#### ACTIVITY
Locate the string "NoOffer" throughout the material and copy every line in which it occurs.

#### EXCERPTED DATA
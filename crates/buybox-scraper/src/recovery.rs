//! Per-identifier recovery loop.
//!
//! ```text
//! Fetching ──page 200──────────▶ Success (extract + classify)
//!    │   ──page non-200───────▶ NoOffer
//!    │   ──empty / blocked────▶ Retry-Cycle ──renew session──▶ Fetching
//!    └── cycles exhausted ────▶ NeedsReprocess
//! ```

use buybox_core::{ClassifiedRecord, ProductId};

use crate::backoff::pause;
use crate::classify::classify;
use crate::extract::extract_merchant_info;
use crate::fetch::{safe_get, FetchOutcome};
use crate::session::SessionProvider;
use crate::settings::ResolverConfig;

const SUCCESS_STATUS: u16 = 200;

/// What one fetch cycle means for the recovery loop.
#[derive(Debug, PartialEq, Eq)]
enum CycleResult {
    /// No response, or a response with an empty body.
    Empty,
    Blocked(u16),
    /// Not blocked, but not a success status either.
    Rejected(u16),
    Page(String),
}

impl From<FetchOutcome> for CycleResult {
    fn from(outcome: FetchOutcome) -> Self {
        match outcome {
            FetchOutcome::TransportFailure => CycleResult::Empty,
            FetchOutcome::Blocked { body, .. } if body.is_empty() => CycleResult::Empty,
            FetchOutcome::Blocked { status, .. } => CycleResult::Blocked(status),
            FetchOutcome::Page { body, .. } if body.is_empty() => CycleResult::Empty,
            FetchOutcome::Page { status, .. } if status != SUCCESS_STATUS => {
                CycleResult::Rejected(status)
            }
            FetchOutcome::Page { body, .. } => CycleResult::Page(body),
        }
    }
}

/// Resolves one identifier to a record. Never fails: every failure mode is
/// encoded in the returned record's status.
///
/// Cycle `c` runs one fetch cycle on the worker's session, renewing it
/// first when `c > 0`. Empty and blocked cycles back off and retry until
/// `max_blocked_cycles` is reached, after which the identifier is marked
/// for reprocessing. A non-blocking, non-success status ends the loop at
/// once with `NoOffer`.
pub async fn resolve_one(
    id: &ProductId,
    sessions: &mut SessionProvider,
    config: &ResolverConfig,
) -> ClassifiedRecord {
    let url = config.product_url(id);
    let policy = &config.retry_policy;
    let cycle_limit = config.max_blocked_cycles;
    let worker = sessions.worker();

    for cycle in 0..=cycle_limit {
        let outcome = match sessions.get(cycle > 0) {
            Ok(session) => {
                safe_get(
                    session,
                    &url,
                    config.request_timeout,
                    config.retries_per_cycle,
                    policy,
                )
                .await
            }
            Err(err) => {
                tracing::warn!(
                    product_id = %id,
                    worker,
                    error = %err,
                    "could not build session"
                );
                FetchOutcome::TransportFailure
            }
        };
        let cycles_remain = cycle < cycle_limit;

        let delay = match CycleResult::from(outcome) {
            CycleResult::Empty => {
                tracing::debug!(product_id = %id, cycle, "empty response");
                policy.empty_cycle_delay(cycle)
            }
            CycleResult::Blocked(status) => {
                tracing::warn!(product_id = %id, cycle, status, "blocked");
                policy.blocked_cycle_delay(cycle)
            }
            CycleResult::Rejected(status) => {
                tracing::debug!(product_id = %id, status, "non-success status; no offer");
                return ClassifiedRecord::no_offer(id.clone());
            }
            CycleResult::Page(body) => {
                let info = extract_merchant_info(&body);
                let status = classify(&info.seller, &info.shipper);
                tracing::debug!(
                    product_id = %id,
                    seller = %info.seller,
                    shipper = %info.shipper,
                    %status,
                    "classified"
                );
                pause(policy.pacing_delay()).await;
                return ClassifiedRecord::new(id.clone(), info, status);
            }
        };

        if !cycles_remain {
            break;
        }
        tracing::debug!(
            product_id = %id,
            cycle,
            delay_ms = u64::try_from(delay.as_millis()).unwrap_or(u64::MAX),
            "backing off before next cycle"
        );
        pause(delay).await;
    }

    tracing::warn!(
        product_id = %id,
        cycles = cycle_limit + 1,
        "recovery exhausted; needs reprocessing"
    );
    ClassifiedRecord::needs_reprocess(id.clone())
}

...

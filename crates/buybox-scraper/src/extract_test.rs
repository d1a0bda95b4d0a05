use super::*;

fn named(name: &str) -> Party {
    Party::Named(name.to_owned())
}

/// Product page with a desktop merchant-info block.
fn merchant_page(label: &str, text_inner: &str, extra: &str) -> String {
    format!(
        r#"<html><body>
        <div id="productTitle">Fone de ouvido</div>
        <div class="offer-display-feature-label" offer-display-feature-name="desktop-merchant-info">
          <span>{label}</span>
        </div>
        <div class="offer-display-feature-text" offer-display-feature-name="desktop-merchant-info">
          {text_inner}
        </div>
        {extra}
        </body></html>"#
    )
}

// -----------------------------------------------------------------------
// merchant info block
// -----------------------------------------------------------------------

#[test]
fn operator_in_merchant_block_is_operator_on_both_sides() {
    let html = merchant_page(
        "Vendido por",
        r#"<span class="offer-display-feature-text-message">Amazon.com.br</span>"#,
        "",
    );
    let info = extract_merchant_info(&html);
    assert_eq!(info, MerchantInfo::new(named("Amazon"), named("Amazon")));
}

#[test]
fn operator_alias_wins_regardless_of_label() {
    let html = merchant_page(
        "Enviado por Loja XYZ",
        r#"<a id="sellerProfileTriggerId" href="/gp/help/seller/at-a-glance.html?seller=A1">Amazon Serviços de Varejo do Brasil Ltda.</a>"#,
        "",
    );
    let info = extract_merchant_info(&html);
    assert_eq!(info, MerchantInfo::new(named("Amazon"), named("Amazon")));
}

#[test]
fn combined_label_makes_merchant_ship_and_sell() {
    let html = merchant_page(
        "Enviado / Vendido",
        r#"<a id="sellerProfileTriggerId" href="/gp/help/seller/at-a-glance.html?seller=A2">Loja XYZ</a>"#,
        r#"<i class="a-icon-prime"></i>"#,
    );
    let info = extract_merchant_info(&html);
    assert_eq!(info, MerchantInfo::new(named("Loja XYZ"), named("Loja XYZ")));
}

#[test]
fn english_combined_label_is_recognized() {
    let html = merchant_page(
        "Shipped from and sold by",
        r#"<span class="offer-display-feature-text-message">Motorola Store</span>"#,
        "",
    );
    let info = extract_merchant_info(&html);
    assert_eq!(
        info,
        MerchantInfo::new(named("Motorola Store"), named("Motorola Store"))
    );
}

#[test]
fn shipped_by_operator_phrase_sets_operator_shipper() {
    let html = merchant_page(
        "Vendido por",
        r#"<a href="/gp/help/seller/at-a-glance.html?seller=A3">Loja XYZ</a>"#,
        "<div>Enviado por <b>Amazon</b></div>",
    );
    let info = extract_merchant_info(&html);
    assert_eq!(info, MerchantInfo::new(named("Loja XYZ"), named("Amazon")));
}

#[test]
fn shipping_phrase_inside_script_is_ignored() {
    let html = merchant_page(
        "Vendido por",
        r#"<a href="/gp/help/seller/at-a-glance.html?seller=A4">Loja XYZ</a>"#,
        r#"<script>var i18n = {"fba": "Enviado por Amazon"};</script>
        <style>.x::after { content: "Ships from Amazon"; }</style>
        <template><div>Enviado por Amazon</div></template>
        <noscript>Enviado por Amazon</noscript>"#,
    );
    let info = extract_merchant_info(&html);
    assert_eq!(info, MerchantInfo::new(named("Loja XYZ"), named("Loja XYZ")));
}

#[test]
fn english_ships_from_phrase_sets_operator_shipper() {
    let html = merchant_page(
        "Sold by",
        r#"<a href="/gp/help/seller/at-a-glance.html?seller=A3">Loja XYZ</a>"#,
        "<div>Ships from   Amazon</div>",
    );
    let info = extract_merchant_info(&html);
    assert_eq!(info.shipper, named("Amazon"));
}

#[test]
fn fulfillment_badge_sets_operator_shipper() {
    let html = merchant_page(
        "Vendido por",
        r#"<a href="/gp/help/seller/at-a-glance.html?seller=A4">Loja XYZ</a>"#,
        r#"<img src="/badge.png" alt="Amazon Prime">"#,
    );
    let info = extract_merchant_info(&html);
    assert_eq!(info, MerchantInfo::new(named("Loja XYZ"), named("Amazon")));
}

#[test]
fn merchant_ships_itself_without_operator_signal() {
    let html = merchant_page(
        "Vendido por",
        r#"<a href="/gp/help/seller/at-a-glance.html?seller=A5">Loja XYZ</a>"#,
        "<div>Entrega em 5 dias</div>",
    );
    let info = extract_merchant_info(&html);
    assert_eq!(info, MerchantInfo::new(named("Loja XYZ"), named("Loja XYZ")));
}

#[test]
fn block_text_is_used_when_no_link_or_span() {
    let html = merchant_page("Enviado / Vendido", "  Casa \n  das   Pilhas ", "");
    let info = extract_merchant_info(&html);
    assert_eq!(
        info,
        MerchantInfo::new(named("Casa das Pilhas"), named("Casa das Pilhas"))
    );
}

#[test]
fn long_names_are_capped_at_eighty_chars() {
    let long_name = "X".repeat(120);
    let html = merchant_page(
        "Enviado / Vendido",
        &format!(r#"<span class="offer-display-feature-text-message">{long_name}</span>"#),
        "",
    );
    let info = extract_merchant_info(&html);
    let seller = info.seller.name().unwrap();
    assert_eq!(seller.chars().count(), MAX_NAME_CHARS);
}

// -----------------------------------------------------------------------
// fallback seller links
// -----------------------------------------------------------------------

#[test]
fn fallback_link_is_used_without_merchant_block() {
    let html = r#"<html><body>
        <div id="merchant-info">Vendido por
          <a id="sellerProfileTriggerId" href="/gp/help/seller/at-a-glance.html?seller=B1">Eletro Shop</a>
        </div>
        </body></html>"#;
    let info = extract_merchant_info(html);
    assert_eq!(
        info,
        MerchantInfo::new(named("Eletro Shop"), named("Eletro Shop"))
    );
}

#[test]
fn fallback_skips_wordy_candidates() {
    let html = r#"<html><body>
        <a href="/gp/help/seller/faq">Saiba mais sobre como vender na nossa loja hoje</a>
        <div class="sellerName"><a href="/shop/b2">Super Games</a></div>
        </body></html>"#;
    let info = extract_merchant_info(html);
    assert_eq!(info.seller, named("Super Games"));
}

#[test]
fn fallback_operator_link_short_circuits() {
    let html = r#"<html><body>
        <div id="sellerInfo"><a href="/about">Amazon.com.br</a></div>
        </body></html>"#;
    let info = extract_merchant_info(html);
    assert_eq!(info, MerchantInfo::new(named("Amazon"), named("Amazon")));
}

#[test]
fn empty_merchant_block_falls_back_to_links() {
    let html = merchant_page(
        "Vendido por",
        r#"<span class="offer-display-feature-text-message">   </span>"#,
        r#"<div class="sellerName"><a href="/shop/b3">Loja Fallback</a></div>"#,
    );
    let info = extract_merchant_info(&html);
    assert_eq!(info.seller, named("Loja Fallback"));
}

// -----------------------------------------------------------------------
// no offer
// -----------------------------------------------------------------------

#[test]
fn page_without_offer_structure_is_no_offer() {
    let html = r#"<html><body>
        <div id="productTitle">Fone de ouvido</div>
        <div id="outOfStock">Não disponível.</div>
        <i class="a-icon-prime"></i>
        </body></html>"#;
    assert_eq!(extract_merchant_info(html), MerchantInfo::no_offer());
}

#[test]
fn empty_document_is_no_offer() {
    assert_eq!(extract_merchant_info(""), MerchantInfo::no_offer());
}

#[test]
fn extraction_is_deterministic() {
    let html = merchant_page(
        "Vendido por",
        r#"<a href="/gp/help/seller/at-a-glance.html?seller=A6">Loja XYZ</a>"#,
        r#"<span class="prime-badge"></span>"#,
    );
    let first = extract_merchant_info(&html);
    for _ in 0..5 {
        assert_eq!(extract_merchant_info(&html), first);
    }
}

#### SOLUTION
//!    │   ──page non-200───────▶ NoOffer
/// once with `NoOffer`.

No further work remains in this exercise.